1. This study found improvements in self-reported trends in insurance coverage, primary care access, affordability of healthcare, access to medicine, health and health related limitations when compared to trends in these areas prior to implementation of the Affordable Care Act (ACA).
2. When comparing states that expanded Medicaid with those that did not, this study noted improvements in self-reported insurance coverage and access to primary care and medicines for low-income adults in states that expanded Medicaid.
Evidence Rating Level: 3 (Average)
Study Rundown: When the ACA was enacted in March 2010 it aimed to expand insurance coverage and improve affordability. This study utilized survey data to compare trends in health care coverage, access, and health status prior to ACA implementation to trends following the first two ACA open enrollment periods, the most recent of which was completed in February 2015. This study found improvements in the six measured trends related to health care coverage, access, and health status, and found that changes in insurance coverage and medication access following ACA implementation were greater among minorities than among white adults. This study also compared insurance coverage of low-income adults in states that expanded Medicaid with those that did not and found that low-income adults in states that expanded Medicaid reported greater improvements in insurance coverage and health care access.
The major limitation of this study is its reliance on self-reported survey data, particularly due to the low response rate for this telephone survey and due to the general potential for recall bias inherent to a survey-based research design. However, the study did attempt to account for confounding factors by adjusting for income, employment status, and the state unemployment rate and did include a control group for the portion of the study examining Medicaid expansion. While future research is necessary to corroborate the findings of this study, the current results indicate numerous positive effects from ACA implementation thus far.

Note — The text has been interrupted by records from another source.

//! Pointer drag lifecycle: idle -> dragging -> released.
//!
//! Screen coordinates are resolved to squares by the UI layout before they get
//! here; a pointer outside the board arrives as `None`.

use shakmaty::{Piece, Square};

use crate::domain::board::GameBoard;

/// Pointer position relative to the board panel, only used for drawing the
/// carried piece.
#[derive(Clone, Copy, Debug, Default, PartialEq)]
pub struct PointerPos {
    pub x: f32,
    pub y: f32,
}

impl PointerPos {
    pub fn new(x: f32, y: f32) -> Self {
        Self { x, y }
    }
}

/// State for a piece being dragged
#[derive(Clone, Copy, Debug, PartialEq)]
pub struct DragState {
    pub origin: Square,
    pub piece: Piece,
    pub pointer: PointerPos,
}

#[derive(Clone, Copy, Debug, PartialEq, Eq)]
pub enum DragPhase {
    Idle,
    Dragging,
}

/// What a completed drag hands to the move resolver
#[derive(Clone, Copy, Debug, PartialEq, Eq)]
pub struct DragRelease {
    pub origin: Square,
    pub destination: Square,
    pub piece: Piece,
}

#[derive(Clone, Debug, Default)]
pub struct DragTracker {
    drag: Option<DragState>,
}

impl DragTracker {
    pub fn new() -> Self {
        Self::default()
    }

    pub fn phase(&self) -> DragPhase {
        match self.drag {
            Some(_) => DragPhase::Dragging,
            None => DragPhase::Idle,
        }
    }

    pub fn drag(&self) -> Option<&DragState> {
        self.drag.as_ref()
    }

    /// Start dragging if `square` holds a piece of the side to move.
    /// Returns whether a drag started.
    pub fn press(&mut self, square: Option<Square>, pointer: PointerPos, board: &GameBoard) -> bool {
        if self.drag.is_some() {
            return false;
        }
        let Some(origin) = square else {
            return false;
        };
        match board.piece_at(origin) {
            Some(piece) if piece.color == board.turn() => {
                self.drag = Some(DragState {
                    origin,
                    piece,
                    pointer,
                });
                true
            }
            _ => false,
        }
    }

    /// Follow the pointer. Returns whether anything changed.
    pub fn move_to(&mut self, pointer: PointerPos) -> bool {
        match self.drag.as_mut() {
            Some(drag) => {
                drag.pointer = pointer;
                true
            }
            None => false,
        }
    }

    /// Finish the drag. The tracker is idle afterwards no matter what; a
    /// release off the board or without a drag yields nothing.
    pub fn release(&mut self, square: Option<Square>) -> Option<DragRelease> {
        let drag = self.drag.take()?;
        let destination = square?;
        Some(DragRelease {
            origin: drag.origin,
            destination,
            piece: drag.piece,
        })
    }

    pub fn cancel(&mut self) {
        self.drag = None;
    }
}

Relevant Reading: Health reform and changes in health insurance coverage in 2014
In-Depth [survey]: This survey study utilized data from 507,055 adults gathered between January 1, 2012 to March 31, 2015 using the Gallup-Healthways Well-Being Index (WBI) telephone survey. Six trends related to coverage, access, and health were examined: insurance coverage status, primary care access, access to medications, affordability of medical care, health status, and limitations related to health status. All 6 trends were noted to worsen prior to ACA implementation, with post-ACA trends demonstrating a 7.9% (95% CI, -9.7 to -6.7) improvement in insurance coverage, 3.5% improvement in primary care access (95% CI, -4.6 to -2.2), 2.4% improvement in access to medicine (95% CI, -3.3 to -1.5), 5.5% improvement in affordability of medical care (95% CI, -6.7 to -4.2), 3.4% improvement in health status (95% CI, -4.6 to -2.2), and a 1.7% improvement in limitations imposed by health status (95% CI, -2.4 to -0.9). A 5.2% improvement in insurance coverage (95% CI, -7.9 to -2.6, p<.001), 2.2% improvement in access to medicine (95% CI, -3.8 to -0.7, p=.005) and a 1.8% improvement in primary care access (95%CI, -3.4 to -0.3, p=.02) was noted among low-income adults in states that expanded Medicaid versus low-income adults in states that did not.